The ruling is problematic for a number of reasons. For one, users on the Internet can unknowingly download material by any number of ways. Any click to any unknown website may potentially uncover illicit material. Many seedy porn sites bombard the user with a loop of windows, none of which are opened with the users consent or initiative. Users of file sharing software face a risk of downloading illicit content with every download, since there is no way to know if the name of a file describes its contents.
Massive amounts of legal and pirated porn are shared on the Internet, and while this behavior may ethically and legally questionable from a copyright standpoint, it’s ridiculous to legally equivocate accidentally downloading child porn to raping kids.
For that matter, it’s absurd to legally equivocate intentionally downloading child porn to sexually exploiting children. The intention behind such laws to make it easier to convict child molesters, but the actual incentive for police forces is to go after relatively harmless but more common perverts rather than actual rapists, wasting police resources. Using 18 as the arbitrary age of adulthood is another inane reflection of social conservatism that dilutes resources and sometimes unjustly punishes non-coercive (even if unhealthy and immoral) actions.

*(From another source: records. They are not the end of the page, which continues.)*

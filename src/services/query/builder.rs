//! 命名占位符到位置占位符的转换
//!
//! 模板中的 `@name`（name 为 `[A-Za-z0-9_]` 的最长连续串）在参数映射中存在时
//! 替换为位置占位符；不存在的保持原样，留给执行器报错。`@@name` 从不替换。
//!
//! 编号按被替换参数名的字典序分配，每个不同的名称对应一个参数。
//! `?` 风格没有编号，参数按出现顺序逐个给出。

use crate::models::config::PlaceholderStyle;
use crate::models::{ParamValue, ValidatedParams};
use std::collections::BTreeMap;

/// 构建结果：语句 + 与占位符对应的参数列表
#[derive(Debug, Clone, PartialEq)]
pub struct BuiltQuery {
    pub statement: String,
    pub args: Vec<ParamValue>,
}

/// 模板片段
#[derive(Debug, PartialEq)]
enum Token<'a> {
    Text(&'a str),
    Placeholder(&'a str),
}

fn is_name_char(b: u8) -> bool {
    b.is_ascii_alphanumeric() || b == b'_'
}

/// 将模板切分为文本与占位符
fn tokenize(template: &str) -> Vec<Token<'_>> {
    let bytes = template.as_bytes();
    let mut tokens = Vec::new();
    let mut text_start = 0;
    let mut i = 0;

    while i < bytes.len() {
        if bytes[i] != b'@' {
            i += 1;
            continue;
        }

        // @@name：整体作为文本
        if bytes.get(i + 1) == Some(&b'@') {
            i += 2;
            while i < bytes.len() && is_name_char(bytes[i]) {
                i += 1;
            }
            continue;
        }

        let name_start = i + 1;
        let mut name_end = name_start;
        while name_end < bytes.len() && is_name_char(bytes[name_end]) {
            name_end += 1;
        }
        if name_end == name_start {
            i += 1;
            continue;
        }

        if text_start < i {
            tokens.push(Token::Text(&template[text_start..i]));
        }
        tokens.push(Token::Placeholder(&template[name_start..name_end]));
        text_start = name_end;
        i = name_end;
    }

    if text_start < template.len() {
        tokens.push(Token::Text(&template[text_start..]));
    }
    tokens
}

/// 查询构建器
#[derive(Debug, Default, Clone, Copy)]
pub struct QueryBuilder {
    style: PlaceholderStyle,
}

impl QueryBuilder {
    pub fn new(style: PlaceholderStyle) -> Self {
        Self { style }
    }

    /// 构建语句与参数列表
    pub fn build(&self, template: &str, params: &ValidatedParams) -> BuiltQuery {
        let tokens = tokenize(template);

        // 被替换的不同名称，按字典序编号
        let positions: BTreeMap<&str, usize> = {
            let mut names: Vec<&str> = tokens
                .iter()
                .filter_map(|t| match t {
                    Token::Placeholder(name) if params.contains_key(*name) => Some(*name),
                    _ => None,
                })
                .collect();
            names.sort_unstable();
            names.dedup();
            names.into_iter().zip(1..).collect()
        };

        let mut statement = String::with_capacity(template.len());
        let mut args = Vec::new();

        if self.style != PlaceholderStyle::Question {
            args.extend(
                positions
                    .keys()
                    .filter_map(|name| params.get(*name))
                    .cloned(),
            );
        }

        for token in &tokens {
            match token {
                Token::Text(text) => statement.push_str(text),
                Token::Placeholder(name) => match (positions.get(name), params.get(*name)) {
                    (Some(&index), Some(value)) => {
                        statement.push_str(&self.style.marker(index));
                        if self.style == PlaceholderStyle::Question {
                            args.push(value.clone());
                        }
                    }
                    _ => {
                        statement.push('@');
                        statement.push_str(name);
                    }
                },
            }
        }

        BuiltQuery { statement, args }
    }
}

Establishing rational laws for the protection of minors is a complex matter that requires evaluating the potential physical and emotional damage to children and fundamentally, the development of the cognitive facilities necessary to rationally enter (and exit) relationships. Unfortunately, absurd sexual conservatism stemming from the platonic ethics of Christian love is widespread in American adults. It drives the irrational laws dealing with prostitution, media censorship, and child abuse on the one hand, and the creation of emotionally infant and sexually repressed adults on the other, who are more likely to become abusers themselves because of an inability to enjoy healthy sexual relationships.
One Response to “porn in America, part 2”
Wow, I think it’s time for me to clean my cache. I look at a lot of porn.